**Data for analysis**:

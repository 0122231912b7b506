//! alpr-trips - reconstruct vehicle trips from ALPR scan logs
//!
//! Module structure:
//! - `domain/` - Core types (ScanEvent, Trip, errors)
//! - `services/` - Reconciliation, segmentation, interpolation, pipeline
//! - `io/` - Scan log ingestion and trip export
//! - `infra/` - Config and run statistics

use alpr_trips::infra::Config;
use alpr_trips::io::{graph, load_scans, trip_table, Egress};
use alpr_trips::services::route_index::parse_route;
use alpr_trips::services::Pipeline;
use anyhow::Context;
use clap::Parser;
use tracing::info;
use tracing_subscriber::fmt::time::UtcTime;
use tracing_subscriber::EnvFilter;

/// Reconstruct vehicle trips from an ALPR scan log
#[derive(Parser, Debug)]
#[command(name = "alpr-trips", version, about)]
struct Args {
    /// Path to TOML configuration file [default: $CONFIG_FILE or config/dev.toml]
    #[arg(short, long)]
    config: Option<String>,

    /// Scan log to process (JSONL, one scan per line)
    #[arg(short, long)]
    input: String,

    /// Trip output file (JSONL); overrides output.trips_file
    #[arg(short, long)]
    output: Option<String>,

    /// Tabular trip export; overrides output.table_file
    #[arg(long)]
    table: Option<String>,

    /// Canonical route as comma-separated camera ids; overrides route.canonical
    #[arg(long)]
    route: Option<String>,

    /// Maximum gap in minutes between scans of one trip
    #[arg(long)]
    max_gap: Option<f64>,

    /// Plate to export as node/link graphs
    #[arg(long, requires = "graph_file")]
    graph_plate: Option<String>,

    /// Destination for the plate graphs (JSON)
    #[arg(long, requires = "graph_plate")]
    graph_file: Option<String>,
}

fn main() -> anyhow::Result<()> {
    // Initialize structured logging with configurable level via RUST_LOG env var
    let filter = EnvFilter::try_from_default_env().unwrap_or_else(|_| EnvFilter::new("info"));

    tracing_subscriber::fmt()
        .with_env_filter(filter)
        .with_timer(UtcTime::rfc_3339())
        .with_target(false)
        .init();

    let args = Args::parse();

    let config_path = Config::resolve_config_path(args.config.as_deref());
    let mut config = Config::load_from_path(&config_path);
    if let Some(route) = &args.route {
        config = config.with_canonical_route(parse_route(route));
    }
    if let Some(minutes) = args.max_gap {
        config = config.with_max_gap_minutes(minutes);
    }
    if let Some(output) = &args.output {
        config = config.with_trips_file(output);
    }
    if let Some(table) = &args.table {
        config = config.with_table_file(table);
    }

    info!(
        config_file = %config.config_file(),
        metric = %config.metric().as_str(),
        normalize = %config.normalize(),
        marker = ?config.marker(),
        max_gap_minutes = %config.max_gap_minutes(),
        canonical_route = ?config.canonical_route(),
        insertion_policy = %config.insertion_policy().as_str(),
        "config_loaded"
    );

    let log = load_scans(&args.input)?;
    let pipeline = Pipeline::new(config);
    let output = pipeline.run(&log.events).context("Trip reconstruction failed")?;

    let config = pipeline.config();
    Egress::new(config.trips_file())
        .write_trips(&output.records)
        .with_context(|| format!("Failed to write trips to {}", config.trips_file()))?;

    if let Some(table) = config.table_file() {
        trip_table::write_table_file(table, &output.records)?;
    }

    if let (Some(plate), Some(file)) = (&args.graph_plate, &args.graph_file) {
        graph::write_plate_graphs(file, &output.records, plate)?;
    }

    output.stats.log();
    info!("alpr-trips complete");
    Ok(())
}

**Assigned task**:
Retype the listing in full, keeping every word as it appears.

**Task output**:
repository 0122231912b7b506
//! alpr-trips - reconstruct vehicle trips from ALPR scan logs
//!
//! Module structure:
//! - `domain/` - Core types (ScanEvent, Trip, errors)
//! - `services/` - Reconciliation, segmentation, interpolation, pipeline
//! - `io/` - Scan log ingestion and trip export
//! - `infra/` - Config and run statistics

use alpr_trips::infra::Config;
use alpr_trips::io::{graph, load_scans, trip_table, Egress};
use alpr_trips::services::route_index::parse_route;
use alpr_trips::services::Pipeline;
use anyhow::Context;
use clap::Parser;
use tracing::info;
use tracing_subscriber::fmt::time::UtcTime;
use tracing_subscriber::EnvFilter;

/// Reconstruct vehicle trips from an ALPR scan log
#[derive(Parser, Debug)]
#[command(name = "alpr-trips", version, about)]
struct Args {
    /// Path to TOML configuration file [default: $CONFIG_FILE or config/dev.toml]
    #[arg(short, long)]
    config: Option<String>,

    /// Scan log to process (JSONL, one scan per line)
    #[arg(short, long)]
    input: String,

    /// Trip output file (JSONL); overrides output.trips_file
    #[arg(short, long)]
    output: Option<String>,

    /// Tabular trip export; overrides output.table_file
    #[arg(long)]
    table: Option<String>,

    /// Canonical route as comma-separated camera ids; overrides route.canonical
    #[arg(long)]
    route: Option<String>,

    /// Maximum gap in minutes between scans of one trip
    #[arg(long)]
    max_gap: Option<f64>,

    /// Plate to export as node/link graphs
    #[arg(long, requires = "graph_file")]
    graph_plate: Option<String>,

    /// Destination for the plate graphs (JSON)
    #[arg(long, requires = "graph_plate")]
    graph_file: Option<String>,
}

fn main() -> anyhow::Result<()> {
    // Initialize structured logging with configurable level via RUST_LOG env var
    let filter = EnvFilter::try_from_default_env().unwrap_or_else(|_| EnvFilter::new("info"));

    tracing_subscriber::fmt()
        .with_env_filter(filter)
        .with_timer(UtcTime::rfc_3339())
        .with_target(false)
        .init();

    let args = Args::parse();

    let config_path = Config::resolve_config_path(args.config.as_deref());
    let mut config = Config::load_from_path(&config_path);
    if let Some(route) = &args.route {
        config = config.with_canonical_route(parse_route(route));
    }
    if let Some(minutes) = args.max_gap {
        config = config.with_max_gap_minutes(minutes);
    }
    if let Some(output) = &args.output {
        config = config.with_trips_file(output);
    }
    if let Some(table) = &args.table {
        config = config.with_table_file(table);
    }

    info!(
        config_file = %config.config_file(),
        metric = %config.metric().as_str(),
        normalize = %config.normalize(),
        marker = ?config.marker(),
        max_gap_minutes = %config.max_gap_minutes(),
        canonical_route = ?config.canonical_route(),
        insertion_policy = %config.insertion_policy().as_str(),
        "config_loaded"
    );

    let log = load_scans(&args.input)?;
    let pipeline = Pipeline::new(config);
    let output = pipeline.run(&log.events).context("Trip reconstruction failed")?;

    let config = pipeline.config();
    Egress::new(config.trips_file())
        .write_trips(&output.records)
        .with_context(|| format!("Failed to write trips to {}", config.trips_file()))?;

    if let Some(table) = config.table_file() {
        trip_table::write_table_file(table, &output.records)?;
    }

    if let (Some(plate), Some(file)) = (&args.graph_plate, &args.graph_file) {
        graph::write_plate_graphs(file, &output.records, plate)?;
    }

    output.stats.log();
    info!("alpr-trips complete");
    Ok(())
}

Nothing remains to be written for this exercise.